# Linnies and Tiels?



## kab0116 (Mar 17, 2010)

I've been thinking about getting a companion bird for Noki and I don't want another tiel so I can avoid the risk of breeding. I've been sort of leaning towards lineolated parakeets. Anyone know how they get along with tiels?


----------



## lperry82 (Aug 2, 2010)

It really depends on the bird itself i have had 2 budgies who really dont like my tiels and bullys them, i did have the only one tiel and i felt really sorry for her thats how i got cookie. Im so glad i did because its made my lucky so happy, yes its a chance of breeding which i dont want myself but the only thing that counts is my birds happiness.


----------



## tielfan (Aug 31, 2008)

From http://www.lineolatedparakeet.net/lineolated-parakeet-behavior/hand-taming-bonding-and-behavior_519 :

"Linnies do not fare well in an environment that has much dust and dander. If you are keeping your Linnie with a species such as a Cockatiel, Cockatoo or similar you will need to keep a heads up and keep your dander down."

So you would need an air purifier to help keep the linnie healthy. 

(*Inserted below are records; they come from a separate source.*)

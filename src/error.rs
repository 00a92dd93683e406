use std::error::Error as StdError;
use std::fmt;

use thiserror::Error;

/// Convenience alias for fallible compiler and session operations.
pub type Result<T> = std::result::Result<T, QueryError>;

/// Errors raised while describing entities, compiling statements, or running them.
///
/// Compile-time variants abort the whole statement build: nothing is ever
/// partially compiled. Execution-time variants wrap whatever the
/// [`StatementExecutor`](crate::exec::StatementExecutor) reported and keep it
/// reachable through [`std::error::Error::source`].
#[derive(Debug, Error)]
pub enum QueryError {
    /// Entity declaration is unusable (no identity, conflicting flags, cycles).
    #[error("mapping error on '{entity}': {message}")]
    Mapping { entity: String, message: String },
    /// Path, column, or join target could not be resolved.
    #[error("cannot resolve '{path}': {message}")]
    PathResolution { path: String, message: String },
    /// Relation traversal went deeper than the configured bound.
    #[error("path '{path}' exceeds the join depth limit of {max}")]
    PathRecursion { path: String, max: usize },
    /// More than one join candidate and no usable disambiguation.
    #[error("'{entity}' is reachable through {candidates:?}; {message}")]
    AliasAmbiguity {
        entity: String,
        candidates: Vec<String>,
        message: String,
    },
    /// Malformed fragment sequence or builder misuse.
    #[error("sql template error: {0}")]
    SqlTemplate(String),
    /// Version-checked update/delete matched no row.
    #[error("concurrent modification of '{entity}' detected (stale version)")]
    ConcurrencyConflict { entity: String },
    /// Record update/delete without a version column matched no row.
    #[error("'{entity}' row not found")]
    EntityNotFound { entity: String },
    /// Integrity violation reported by the executor.
    #[error("constraint violation: {source}")]
    ConstraintViolation {
        #[source]
        source: ExecutorError,
    },
    /// Any other executor failure.
    #[error("statement execution failed: {source}")]
    Execution {
        #[source]
        source: ExecutorError,
    },
    /// Caller-supplied argument rejected before any work was done.
    #[error("invalid argument: {0}")]
    InvalidArgument(String),
    /// Configuration could not be read or parsed.
    #[error("configuration error: {0}")]
    Config(String),
}

impl QueryError {
    pub(crate) fn mapping(entity: impl Into<String>, message: impl Into<String>) -> Self {
        QueryError::Mapping {
            entity: entity.into(),
            message: message.into(),
        }
    }

    pub(crate) fn path(path: impl Into<String>, message: impl Into<String>) -> Self {
        QueryError::PathResolution {
            path: path.into(),
            message: message.into(),
        }
    }

    pub(crate) fn template(message: impl Into<String>) -> Self {
        QueryError::SqlTemplate(message.into())
    }

    /// Returns a machine-readable code for the error variant.
    pub fn code(&self) -> &'static str {
        match self {
            QueryError::Mapping { .. } => "MappingError",
            QueryError::PathResolution { .. } => "PathResolutionError",
            QueryError::PathRecursion { .. } => "PathRecursionError",
            QueryError::AliasAmbiguity { .. } => "AliasAmbiguityError",
            QueryError::SqlTemplate(_) => "SqlTemplateException",
            QueryError::ConcurrencyConflict { .. } => "ConcurrencyConflictError",
            QueryError::EntityNotFound { .. } => "EntityNotFound",
            QueryError::ConstraintViolation { .. } => "ConstraintViolationError",
            QueryError::Execution { .. } => "ExecutionError",
            QueryError::InvalidArgument(_) => "InvalidArgument",
            QueryError::Config(_) => "ConfigError",
        }
    }

    /// True for errors raised before a statement reached the executor.
    pub fn is_compile_time(&self) -> bool {
        matches!(
            self,
            QueryError::Mapping { .. }
                | QueryError::PathResolution { .. }
                | QueryError::PathRecursion { .. }
                | QueryError::AliasAmbiguity { .. }
                | QueryError::SqlTemplate(_)
                | QueryError::InvalidArgument(_)
        )
    }
}

impl From<ExecutorError> for QueryError {
    fn from(source: ExecutorError) -> Self {
        match source.kind {
            ExecutorErrorKind::Constraint => QueryError::ConstraintViolation { source },
            ExecutorErrorKind::Other => QueryError::Execution { source },
        }
    }
}

/// Coarse classification an executor attaches to its failures.
#[derive(Clone, Copy, Debug, Eq, PartialEq)]
pub enum ExecutorErrorKind {
    /// Unique, foreign-key, check or not-null violation.
    Constraint,
    /// Anything else.
    Other,
}

/// Opaque failure reported by a statement executor.
#[derive(Debug)]
pub struct ExecutorError {
    /// Failure class used to pick the [`QueryError`] variant.
    pub kind: ExecutorErrorKind,
    message: String,
    cause: Option<Box<dyn StdError + Send + Sync + 'static>>,
}

impl ExecutorError {
    /// Creates an error without an underlying cause.
    pub fn new(kind: ExecutorErrorKind, message: impl Into<String>) -> Self {
        Self {
            kind,
            message: message.into(),
            cause: None,
        }
    }

    /// Wraps a driver error, keeping it reachable through `source()`.
    pub fn with_cause<E>(kind: ExecutorErrorKind, cause: E) -> Self
    where
        E: StdError + Send + Sync + 'static,
    {
        Self {
            kind,
            message: cause.to_string(),
            cause: Some(Box::new(cause)),
        }
    }

    /// Returns the underlying driver error, if any.
    pub fn cause(&self) -> Option<&(dyn StdError + Send + Sync + 'static)> {
        self.cause.as_deref()
    }
}

impl fmt::Display for ExecutorError {
    fn fmt(&self, f: &mut fmt::Formatter<'_>) -> fmt::Result {
        f.write_str(&self.message)
    }
}

impl StdError for ExecutorError {
    fn source(&self) -> Option<&(dyn StdError + 'static)> {
        self.cause
            .as_deref()
            .map(|cause| cause as &(dyn StdError + 'static))
    }
}

/// Convenience wrapper that formats errors with their codes.
pub struct QueryErrorWithCode<'a>(pub &'a QueryError);

impl fmt::Display for QueryErrorWithCode<'_> {
    fn fmt(&self, f: &mut fmt::Formatter<'_>) -> fmt::Result {
        write!(f, "[{}] {}", self.0.code(), self.0)
    }
}

#[cfg(test)]
mod tests {
    use super::*;

    #[test]
    fn executor_constraint_maps_to_constraint_violation() {
        let err: QueryError =
            ExecutorError::new(ExecutorErrorKind::Constraint, "UNIQUE constraint failed").into();
        assert_eq!(err.code(), "ConstraintViolationError");
        assert!(err.source().is_some());
        assert!(!err.is_compile_time());
    }

    #[test]
    fn formatted_with_code() {
        let err = QueryError::template("multiple unconditioned filters");
        assert_eq!(
            QueryErrorWithCode(&err).to_string(),
            "[SqlTemplateException] sql template error: multiple unconditioned filters"
        );
    }
}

Linnies and cockatiels both have a reputation for gentleness so you have a fairly good chance of avoiding bloodshed. But there's no way to predict whether any two birds will get along together so they may or may not like each other. But in any case they will form a flock bond.


----------



## kab0116 (Mar 17, 2010)

Thanks! That's very helpful. I think I'm going to go for it if I can find a breeder with reasonable prices.


----------